━━ Material provided ━━

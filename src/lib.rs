//! # Photokit
//!
//! A declarative image transform pipeline for web and marketing exports.
//! One options document describes everything that happens to an image;
//! every source in a batch runs through the same fixed stage order:
//!
//! ```text
//! source bytes
//!   → background removal (optional)
//!   → geometry        resize with a fit mode, or aspect-ratio crop
//!   → orientation     rotate, flip vertical, flop horizontal
//!   → color           brightness and saturation, then contrast
//!   → corner mask     rounded corners cut into the alpha channel
//!   → overlays        border, image watermark, text watermark
//!   → encode          flattened first when the format has no alpha
//!   → name + write    custom/batch-indexed or timestamped, written atomically
//!   → variants        preset and custom sizes derived from the written file
//! ```
//!
//! # Module Map
//!
//! | Module | Role |
//! |--------|------|
//! | [`process`] | Runs the stages for one image or a parallel batch |
//! | [`config`] | `ProcessingOptions`: the TOML options document, defaults and validation |
//! | [`imaging`] | Raster session, geometry math, SVG overlays and the encoding backend |
//! | [`background`] | Background removal seam and its HTTP implementation |
//! | [`naming`] | Output filename rules and the injectable clock |
//! | [`slug`] | SEO filename slugs |
//! | [`presets`] | Built-in variant sizes |
//! | [`variants`] | Auxiliary size exports |
//! | [`output`] | CLI output formatting |
//!
//! # Design Decisions
//!
//! ## One Session Per Image
//!
//! Each image is decoded once into a [`imaging::RasterSession`] that every
//! stage consumes and returns. Sessions are never shared, so a batch
//! parallelizes with rayon; the only batch-wide state is the set of output
//! names already claimed. One image's failure cannot disturb another's.
//!
//! ## No External Tools
//!
//! Decoding, resizing and encoding use the `image` crate, except lossy WebP,
//! which uses libwebp compiled in by the `webp` crate. Rotation by
//! arbitrary angles uses `imageproc`; masks, borders and text are drawn as
//! SVG and rasterized by `resvg`. Nothing shells out to ImageMagick or any
//! other system tool.
//!
//! ## Soft And Hard Failures
//!
//! A failed decode, geometry, encode or write fails the image. Background
//! removal, a missing watermark file, an unknown preset and a failed variant
//! are logged with `tracing` and skipped.

pub mod background;
pub mod config;
pub mod imaging;
pub mod naming;
pub mod output;
pub mod presets;
pub mod process;
pub mod slug;
pub mod variants;
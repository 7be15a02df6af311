//! Parameter types for image operations.
//!
//! These structs describe *what* to do, not *how* to do it. They are the
//! interface between the pipeline stages (which decide what operations to run,
//! in what order) and the [`backend`](super::backend) /
//! [`session`](super::session) (which do the actual pixel work).
//!
//! ## Types
//!
//! - [`Quality`] — Lossy encoding quality (1–100, default 80). Clamped on construction.
//! - [`FitMode`] — Resize policy (`cover`, `contain`, `fill`, `inside`, `outside`).
//! - [`ResizeParams`] — Target box, fit mode and enlargement policy for one resize.
//! - [`Modulation`] / [`LinearTransform`] — Color adjustment parameters.
//! - [`Color`] — RGBA color parsed from `#rgb` / `#rrggbb` / `#rrggbbaa`.
//! - [`OutputFormat`] / [`EncodeParams`] — Final encode settings.
//! - [`VariantParams`] — File-to-file resize used for auxiliary size exports.

use serde::{Deserialize, Deserializer, Serialize, Serializer};
use std::fmt;
use std::path::PathBuf;
use std::str::FromStr;

/// Quality setting for lossy image encoding (1-100).
#[derive(Debug, Clone, Copy, PartialEq, Eq)]
pub struct Quality(pub u32);

impl Quality {
    pub fn new(value: u32) -> Self {
        Self(value.clamp(1, 100))
    }

    /// Parse a user-supplied quality. Non-numeric input yields the default.
    pub fn parse(raw: &str) -> Self {
        match raw.trim().parse::<i64>() {
            Ok(n) => Self::from_i64(n),
            Err(_) => Self::default(),
        }
    }

    fn from_i64(n: i64) -> Self {
        Self(n.clamp(1, 100) as u32)
    }

    pub fn value(self) -> u32 {
        self.0
    }
}

impl Default for Quality {
    fn default() -> Self {
        Self(80)
    }
}

impl Serialize for Quality {
    fn serialize<S: Serializer>(&self, serializer: S) -> Result<S::Ok, S::Error> {
        serializer.serialize_u32(self.0)
    }
}

impl<'de> Deserialize<'de> for Quality {
    fn deserialize<D: Deserializer<'de>>(deserializer: D) -> Result<Self, D::Error> {
        #[derive(Deserialize)]
        #[serde(untagged)]
        enum Raw {
            Int(i64),
            Float(f64),
            Text(String),
        }

        Ok(match Raw::deserialize(deserializer)? {
            Raw::Int(n) => Quality::from_i64(n),
            Raw::Float(f) if f.is_finite() => Quality::from_i64(f.trunc() as i64),
            Raw::Float(_) => Quality::default(),
            Raw::Text(s) => Quality::parse(&s),
        })
    }
}

/// Resize policy.
///
/// - `cover`: fill the target box, cropping overflow (center gravity)
/// - `contain`: fit inside the box, letterboxing to the exact box size
/// - `fill`: stretch to the exact box, ignoring aspect ratio
/// - `inside`: fit inside the box, output may be smaller than the box
/// - `outside`: cover the box without cropping, output may be larger
#[derive(Debug, Clone, Copy, PartialEq, Eq, Default, Serialize, Deserialize)]
#[serde(rename_all = "lowercase")]
pub enum FitMode {
    #[default]
    Cover,
    Contain,
    Fill,
    Inside,
    Outside,
}

impl fmt::Display for FitMode {
    fn fmt(&self, f: &mut fmt::Formatter<'_>) -> fmt::Result {
        let name = match self {
            FitMode::Cover => "cover",
            FitMode::Contain => "contain",
            FitMode::Fill => "fill",
            FitMode::Inside => "inside",
            FitMode::Outside => "outside",
        };
        f.write_str(name)
    }
}

impl FromStr for FitMode {
    type Err = String;

    fn from_str(s: &str) -> Result<Self, Self::Err> {
        match s.trim().to_ascii_lowercase().as_str() {
            "cover" => Ok(FitMode::Cover),
            "contain" => Ok(FitMode::Contain),
            "fill" => Ok(FitMode::Fill),
            "inside" => Ok(FitMode::Inside),
            "outside" => Ok(FitMode::Outside),
            other => Err(format!("unknown fit mode: {other}")),
        }
    }
}

/// Parameters for a single resize.
///
/// At least one of `width`/`height` is set; a missing side is derived from
/// the source aspect ratio.
#[derive(Debug, Clone, Copy, PartialEq, Eq)]
pub struct ResizeParams {
    pub width: Option<u32>,
    pub height: Option<u32>,
    pub fit: FitMode,
    pub without_enlargement: bool,
}

impl ResizeParams {
    pub fn exact(width: u32, height: u32, fit: FitMode) -> Self {
        Self {
            width: Some(width),
            height: Some(height),
            fit,
            without_enlargement: false,
        }
    }
}

/// Combined brightness/saturation multiplier. `1.0` is identity for both.
#[derive(Debug, Clone, Copy, PartialEq)]
pub struct Modulation {
    pub brightness: f32,
    pub saturation: f32,
}

/// Per-channel affine transform `out = multiplier * in + offset`.
#[derive(Debug, Clone, Copy, PartialEq)]
pub struct LinearTransform {
    pub multiplier: f32,
    pub offset: f32,
}

/// An sRGB color with straight (non-premultiplied) alpha.
#[derive(Debug, Clone, Copy, PartialEq, Eq)]
pub struct Color {
    pub r: u8,
    pub g: u8,
    pub b: u8,
    pub a: u8,
}

impl Color {
    pub const BLACK: Color = Color::rgb(0, 0, 0);
    pub const WHITE: Color = Color::rgb(255, 255, 255);

    pub const fn rgb(r: u8, g: u8, b: u8) -> Self {
        Self { r, g, b, a: 255 }
    }

    /// `#rrggbb` form, alpha dropped. Used inside SVG paint attributes.
    pub fn to_hex(self) -> String {
        format!("#{:02x}{:02x}{:02x}", self.r, self.g, self.b)
    }

    /// Alpha as an SVG opacity in `[0, 1]`.
    pub fn opacity(self) -> f32 {
        self.a as f32 / 255.0
    }
}

#[derive(Debug, Clone, PartialEq, Eq, thiserror::Error)]
#[error("invalid color '{0}': expected #rgb, #rrggbb or #rrggbbaa")]
pub struct ColorParseError(String);

impl FromStr for Color {
    type Err = ColorParseError;

    fn from_str(s: &str) -> Result<Self, Self::Err> {
        let err = || ColorParseError(s.to_string());
        let hex = s.trim().strip_prefix('#').ok_or_else(err)?;
        if !hex.chars().all(|c| c.is_ascii_hexdigit()) {
            return Err(err());
        }
        let byte = |i: usize| u8::from_str_radix(&hex[i..i + 2], 16).map_err(|_| err());
        let nibble = |i: usize| {
            u8::from_str_radix(&hex[i..i + 1], 16)
                .map(|n| n * 17)
                .map_err(|_| err())
        };
        match hex.len() {
            3 => Ok(Color::rgb(nibble(0)?, nibble(1)?, nibble(2)?)),
            6 => Ok(Color::rgb(byte(0)?, byte(2)?, byte(4)?)),
            8 => Ok(Color {
                r: byte(0)?,
                g: byte(2)?,
                b: byte(4)?,
                a: byte(6)?,
            }),
            _ => Err(err()),
        }
    }
}

impl fmt::Display for Color {
    fn fmt(&self, f: &mut fmt::Formatter<'_>) -> fmt::Result {
        if self.a == 255 {
            write!(f, "{}", self.to_hex())
        } else {
            write!(f, "{}{:02x}", self.to_hex(), self.a)
        }
    }
}

impl Serialize for Color {
    fn serialize<S: Serializer>(&self, serializer: S) -> Result<S::Ok, S::Error> {
        serializer.collect_str(self)
    }
}

impl<'de> Deserialize<'de> for Color {
    fn deserialize<D: Deserializer<'de>>(deserializer: D) -> Result<Self, D::Error> {
        let raw = String::deserialize(deserializer)?;
        raw.parse().map_err(serde::de::Error::custom)
    }
}

/// Output encoding. `jpg` and `jpeg` both encode JPEG but keep their own
/// file extension.
#[derive(Debug, Clone, Copy, PartialEq, Eq, Default, Serialize, Deserialize)]
#[serde(rename_all = "lowercase")]
pub enum OutputFormat {
    #[default]
    Jpeg,
    Jpg,
    Png,
    Webp,
    Avif,
    Tiff,
    Bmp,
    Gif,
}

impl OutputFormat {
    /// File extension, identical to the configured format name.
    pub fn extension(self) -> &'static str {
        match self {
            OutputFormat::Jpeg => "jpeg",
            OutputFormat::Jpg => "jpg",
            OutputFormat::Png => "png",
            OutputFormat::Webp => "webp",
            OutputFormat::Avif => "avif",
            OutputFormat::Tiff => "tiff",
            OutputFormat::Bmp => "bmp",
            OutputFormat::Gif => "gif",
        }
    }

    /// Formats that cannot store transparency and must be flattened first.
    pub fn requires_flatten(self) -> bool {
        matches!(
            self,
            OutputFormat::Jpeg | OutputFormat::Jpg | OutputFormat::Bmp | OutputFormat::Tiff
        )
    }
}

impl FromStr for OutputFormat {
    type Err = String;

    fn from_str(s: &str) -> Result<Self, Self::Err> {
        match s.trim().to_ascii_lowercase().as_str() {
            "jpeg" => Ok(OutputFormat::Jpeg),
            "jpg" => Ok(OutputFormat::Jpg),
            "png" => Ok(OutputFormat::Png),
            "webp" => Ok(OutputFormat::Webp),
            "avif" => Ok(OutputFormat::Avif),
            "tiff" | "tif" => Ok(OutputFormat::Tiff),
            "bmp" => Ok(OutputFormat::Bmp),
            "gif" => Ok(OutputFormat::Gif),
            other => Err(format!("unsupported output format: {other}")),
        }
    }
}

impl fmt::Display for OutputFormat {
    fn fmt(&self, f: &mut fmt::Formatter<'_>) -> fmt::Result {
        f.write_str(self.extension())
    }
}

/// Final encode settings.
#[derive(Debug, Clone, Copy, PartialEq, Eq)]
pub struct EncodeParams {
    pub format: OutputFormat,
    pub quality: Quality,
}

/// Parameters for a file-to-file resize (auxiliary size exports).
#[derive(Debug, Clone, PartialEq)]
pub struct VariantParams {
    pub source: PathBuf,
    pub output: PathBuf,
    pub resize: ResizeParams,
    pub encode: EncodeParams,
}

#[cfg(test)]
mod tests {
    use super::*;

    #[test]
    fn quality_clamps_to_valid_range() {
        assert_eq!(Quality::new(0).value(), 1);
        assert_eq!(Quality::new(50).value(), 50);
        assert_eq!(Quality::new(150).value(), 100);
    }

    #[test]
    fn quality_default_is_80() {
        assert_eq!(Quality::default().value(), 80);
    }

    #[test]
    fn quality_parse_falls_back_on_garbage() {
        assert_eq!(Quality::parse("high").value(), 80);
        assert_eq!(Quality::parse("").value(), 80);
        assert_eq!(Quality::parse(" 65 ").value(), 65);
        assert_eq!(Quality::parse("-4").value(), 1);
    }

    #[test]
    fn quality_deserializes_from_int_or_string() {
        #[derive(Deserialize)]
        struct Wrap {
            q: Quality,
        }
        let w: Wrap = toml::from_str("q = 72").unwrap();
        assert_eq!(w.q.value(), 72);
        let w: Wrap = toml::from_str("q = \"90\"").unwrap();
        assert_eq!(w.q.value(), 90);
        let w: Wrap = toml::from_str("q = \"best\"").unwrap();
        assert_eq!(w.q.value(), 80);
        let w: Wrap = toml::from_str("q = 400").unwrap();
        assert_eq!(w.q.value(), 100);
    }

    #[test]
    fn color_parses_all_hex_forms() {
        assert_eq!("#fff".parse::<Color>().unwrap(), Color::WHITE);
        assert_eq!("#000000".parse::<Color>().unwrap(), Color::BLACK);
        assert_eq!(
            "#11223380".parse::<Color>().unwrap(),
            Color {
                r: 0x11,
                g: 0x22,
                b: 0x33,
                a: 0x80
            }
        );
    }

    #[test]
    fn color_rejects_malformed_input() {
        assert!("fff".parse::<Color>().is_err());
        assert!("#ggg".parse::<Color>().is_err());
        assert!("#12345".parse::<Color>().is_err());
        assert!("#é1".parse::<Color>().is_err());
    }

    #[test]
    fn color_display_roundtrips_alpha_only_when_translucent() {
        assert_eq!(Color::rgb(255, 0, 16).to_string(), "#ff0010");
        let translucent = Color {
            a: 0x40,
            ..Color::BLACK
        };
        assert_eq!(translucent.to_string(), "#00000040");
    }

    #[test]
    fn fit_mode_parses_and_displays() {
        assert_eq!("Inside".parse::<FitMode>().unwrap(), FitMode::Inside);
        assert_eq!(FitMode::Outside.to_string(), "outside");
        assert!("stretch".parse::<FitMode>().is_err());
    }

    #[test]
    fn output_format_flatten_set() {
        assert!(OutputFormat::Jpeg.requires_flatten());
        assert!(OutputFormat::Jpg.requires_flatten());
        assert!(OutputFormat::Bmp.requires_flatten());
        assert!(OutputFormat::Tiff.requires_flatten());
        assert!(!OutputFormat::Png.requires_flatten());
        assert!(!OutputFormat::Webp.requires_flatten());
    }

    #[test]
    fn output_format_keeps_jpg_extension() {
        assert_eq!("jpg".parse::<OutputFormat>().unwrap().extension(), "jpg");
        assert_eq!("JPEG".parse::<OutputFormat>().unwrap().extension(), "jpeg");
        assert!("heic".parse::<OutputFormat>().is_err());
    }
}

━━━

Within the records, filter for lines that contain the word "exact" and show each one.

/// - `contain`: fit inside the box, letterboxing to the exact box size
/// - `fill`: stretch to the exact box, ignoring aspect ratio
    pub fn exact(width: u32, height: u32, fit: FitMode) -> Self {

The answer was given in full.